Assigned task: All lines after the one containing "pub mod registry;" are needed, along with that line itself. Please repeat them exactly through the end of the entries.

The records:
-*-*-

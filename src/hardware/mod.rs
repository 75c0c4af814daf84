//! Hardware layer: driver capability traits, built-in drivers and mocks.
//!
//! - [`capabilities`]: one connector/handle trait pair per device family
//! - [`registry`]: [`DeviceKind`] and the [`DriverRegistry`] pollers open devices through
//! - [`modbus`]: Modbus TCP/RTU register buses
//! - [`serial_line`]: line-oriented serial instruments (`instrument_serial` feature)
//! - [`apcaccess`]: UPS status from apcupsd
//! - [`mock`]: simulated drivers for every family

pub mod apcaccess;
pub mod capabilities;
pub mod mock;
pub mod modbus;
pub mod registry;
#[cfg(feature = "instrument_serial")]
pub mod serial_line;

pub use capabilities::{
    AcquisitionPlan, AnalogConnector, AnalogTask, BusConnector, DaqModuleInfo, HvConnector,
    HvCrate, LineConnector, LineInstrument, ParamValue, RegisterBus, TaskCloser, UpsConnector,
    UpsSource,
};
pub use registry::{DeviceKind, DriverFactory, DriverRegistry};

-*-*-

Solution to this problem:
pub mod registry;
#[cfg(feature = "instrument_serial")]
pub mod serial_line;

pub use capabilities::{
    AcquisitionPlan, AnalogConnector, AnalogTask, BusConnector, DaqModuleInfo, HvConnector,
    HvCrate, LineConnector, LineInstrument, ParamValue, RegisterBus, TaskCloser, UpsConnector,
    UpsSource,
};
pub use registry::{DeviceKind, DriverFactory, DriverRegistry};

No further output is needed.